Fútbol

Amarcord

Heysel, la masacre que espantó el fútbol europeo

La final de la Copa de Europa entre el Liverpool y la Juventus se disputó el 29 de mayo de 1985 pese al reguero de cadáveres que dejaron los hooligans en los prolegómenos

Avalancha en el estadio de Heysel en la final de la Copa de Europa entre Liverpool y Juventus
Avalancha en el estadio de Heysel en la final de la Copa de Europa entre Liverpool y JuventusGianni FoggiaAgencia AP

Seis años antes de que Queen, uno de los iconos de la cultura inglesa contemporánea, lanzase su tema «The Show Must Go On» («El espectáculo debe continuar»), otro de los emblemas del siglo XX británico, el Liverpool, fue en Bruselas el protagonista involuntario del suceso que inspiró este mandamiento insensible, una especie de nihilismo posmoderno que todo lo sacrificaba –incluso las tragedias más horribles– en el altar de la millonaria industria del entretenimiento. Nadie entendió que aquella final de la Copa de Europa se jugase con casi cuarenta cadáveres aún calientes apilados en uno de los almacenes del estadio Heysel. Nadie, excepto las decenas de millones de telespectadores que vieron el partido en todo el mundo.

El partido entre la Juventus, la plantilla más cara del momento, y el Liverpool, representante de una liga inglesa que había proporcionado al palmarés de la Copa de Europa siete de los ocho últimos campeones, se anunciaba palpitante. Los ingleses defendían el título logrado un año antes en Roma frente al club de la capital italiana. Los turineses habían ganado la Recopa la temporada anterior. En enero, en la Supercopa continental, un doblete de Zibi Boniek, elegantísimo delantero polaco, había derrotado a los Reds y los asquerosos tabloides londinenses clamaban venganza, literalmente, en vísperas de la final.

Sobre las siete de la tarde, una hora antes del comienzo y con Heysel casi lleno ya, los aficionados radicales del Liverpool –los célebres hooligans– situados en la curva de los 200 metros cargaron hacia un sector de aficionados italianos con un perfil familiar, ya que los ultras juventinos, los tristemente célebres Drughi, se encontraban en el graderío opuesto. Se produjo una estampida para evitar la lluvia de golpes que descargaban los hinchas isleños sobre todo lo que se movía y, en la huida, centenares de seguidores quedaron aprisionados contra las vallas, que eran fijas y no tenían salidas de emergencia.

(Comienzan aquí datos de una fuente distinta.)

use derive_more::{Display, From, Into};
use serde::{Deserialize, Serialize};

#[derive(Debug, Clone, Copy, PartialEq, Eq, Hash, Display, From, Into)]
pub struct WeaponId(u64);

/// Handle to a weapon owned by the host. It may be destroyed at any time,
/// so every read goes through [`WeaponRef::is_valid`] first.
pub trait WeaponRef: Clone {
    fn id(&self) -> WeaponId;

    /// Zero-based slot as reported by the host.
    fn host_slot(&self) -> i32;

    /// Sort key within the slot, ascending.
    fn slot_position(&self) -> i32;

    fn has_ammo(&self) -> bool;

    fn is_valid(&self) -> bool;
}

/// The player's weapons, and the sink that equips one of them.
pub trait Inventory {
    type Weapon: WeaponRef;

    fn weapons(&self) -> Vec<Self::Weapon>;

    fn equipped(&self) -> Option<Self::Weapon>;

    fn select_weapon(&mut self, weapon: &Self::Weapon);
}

pub trait Policy {
    fn skip_empty_weapons(&self) -> bool;
    fn selector_enabled(&self) -> bool;
    fn draw_selector(&self) -> bool;
}

#[derive(Debug, Clone, Copy, PartialEq, Eq, Serialize, Deserialize)]
#[serde(default)]
pub struct SelectorPolicy {
    pub enabled: bool,
    pub draw: bool,
    pub skip_empty: bool,
}

impl Default for SelectorPolicy {
    fn default() -> Self {
        Self {
            enabled: true,
            draw: true,
            skip_empty: true,
        }
    }
}

impl Policy for SelectorPolicy {
    fn skip_empty_weapons(&self) -> bool {
        self.skip_empty
    }

    fn selector_enabled(&self) -> bool {
        self.enabled
    }

    fn draw_selector(&self) -> bool {
        self.draw
    }
}
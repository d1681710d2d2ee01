use crate::slot::{MAX_SLOTS, Slot};
use crate::weapon::{WeaponId, WeaponRef};
use std::collections::HashMap;

/// Weapons grouped by slot and ordered by slot position.
///
/// The cache is rebuilt only when the number of weapons reported by the
/// inventory differs from the last observed number. Swapping one weapon for
/// another leaves it stale until the count changes again.
#[derive(Debug, Clone)]
pub struct WeaponCache<W> {
    slots: [Vec<W>; MAX_SLOTS],
    positions: HashMap<WeaponId, usize>,
    observed: usize,
}

impl<W> Default for WeaponCache<W> {
    fn default() -> Self {
        Self {
            slots: Default::default(),
            positions: HashMap::new(),
            observed: 0,
        }
    }
}

impl<W: WeaponRef> WeaponCache<W> {
    pub fn new() -> Self {
        Self::default()
    }

    /// Rebuilds from `weapons` if their count changed. Returns whether a
    /// rebuild happened.
    pub fn refresh(&mut self, weapons: Vec<W>) -> bool {
        if weapons.len() == self.observed {
            return false;
        }

        self.clear();
        self.observed = weapons.len();

        for weapon in weapons {
            match Slot::from_host(weapon.host_slot()) {
                Some(slot) => self.slots[slot.index()].push(weapon),
                None => log::debug!(
                    "Dropping weapon {} with out-of-range slot {}",
                    weapon.id(),
                    weapon.host_slot()
                ),
            }
        }

        for weapons in &mut self.slots {
            weapons.sort_by_key(|w| w.slot_position());
        }

        self.positions = self
            .slots
            .iter()
            .flat_map(|weapons| {
                weapons
                    .iter()
                    .enumerate()
                    .map(|(i, weapon)| (weapon.id(), i + 1))
            })
            .collect();

        log::debug!(
            "Weapon cache rebuilt: {} observed, {} slotted",
            self.observed,
            self.len()
        );
        true
    }

    /// 1-based position of `weapon` within its slot.
    pub fn position_of(&self, weapon: &W) -> Option<usize> {
        self.positions.get(&weapon.id()).copied()
    }
}

impl<W> WeaponCache<W> {
    pub fn clear(&mut self) {
        self.slots.iter_mut().for_each(Vec::clear);
        self.positions.clear();
        self.observed = 0;
    }

    /// Number of weapons the inventory reported at the last rebuild,
    /// including any dropped for an out-of-range slot.
    pub fn observed(&self) -> usize {
        self.observed
    }

    /// Number of weapons actually placed in a slot.
    pub fn len(&self) -> usize {
        self.slots.iter().map(Vec::len).sum()
    }

    pub fn is_empty(&self) -> bool {
        self.slots.iter().all(Vec::is_empty)
    }

    pub fn slot_len(&self, slot: Slot) -> usize {
        self.slots[slot.index()].len()
    }

    pub fn weapons_in(&self, slot: Slot) -> &[W] {
        &self.slots[slot.index()]
    }

    /// Weapon at a 1-based `position` in `slot`.
    pub fn get(&self, slot: Slot, position: usize) -> Option<&W> {
        position
            .checked_sub(1)
            .and_then(|i| self.slots[slot.index()].get(i))
    }

    pub fn iter(&self) -> impl Iterator<Item = (Slot, &[W])> {
        Slot::all().zip(self.slots.iter().map(Vec::as_slice))
    }
}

Treinta y nueve personas murieron asfixiadas, casi todos de nacionalidad italiana excepto cuatro belgas, dos franceses y un norirlandés.

Los jugadores y dirigentes de la Juventus pidieron la suspensión inmediata del partido, que empezó con más de una hora de retraso –tras el dantesco proceso de acarrear los cadáveres apilados sobre la pista de atletismo y a la vista de las cámaras– por la insistencia de las autoridades belgas, que temían que los hooligans protagonizasen más incidentes si la final no de jugaba y carecían de efectivos policiales adiestrados contra la guerrilla urbana. El encuentro, naturalmente, fue una mascarada que decidió un penalti sobre Boniek, transformado por Michel Platini, que se inventó el árbitro suizo André Daina porque la falta del defensor australiano Craig Johnston se produjo un metro fuera del área. ¡Sólo faltaba que hubiesen ganado los causantes de la tragedia!

Aunque la sanción de UEFA fue rápida y contundente, pues los clubes ingleses estuvieron cinco años sin disputar las competiciones europeas, la respuesta judicial resultó decepcionante, casi ofensiva para las víctimas y sus familias. Margaret Thatcher mostró su faz menos seductora, la de una nacionalista rayana en el supremacismo, para mitigar las condenas de sus compatriotas –todo lo cafres que se quiera, sí, pero al fin y al cabo «our boys»– en el extranjero. La justicia belga sólo imputó a catorce personas, sentenciadas a tres años de cárcel de los que sólo cumplieron la mitad, ya que los carísimos bufetes londinenses que alguien les costeó lograron rebajar en su apelación la catalogación de los hechos hasta el «homicidio imprudente». El gobierno británico sí erradicó a los hooligans cuatro después, cuando murieron casi un centenar de aficionados en Sheffield.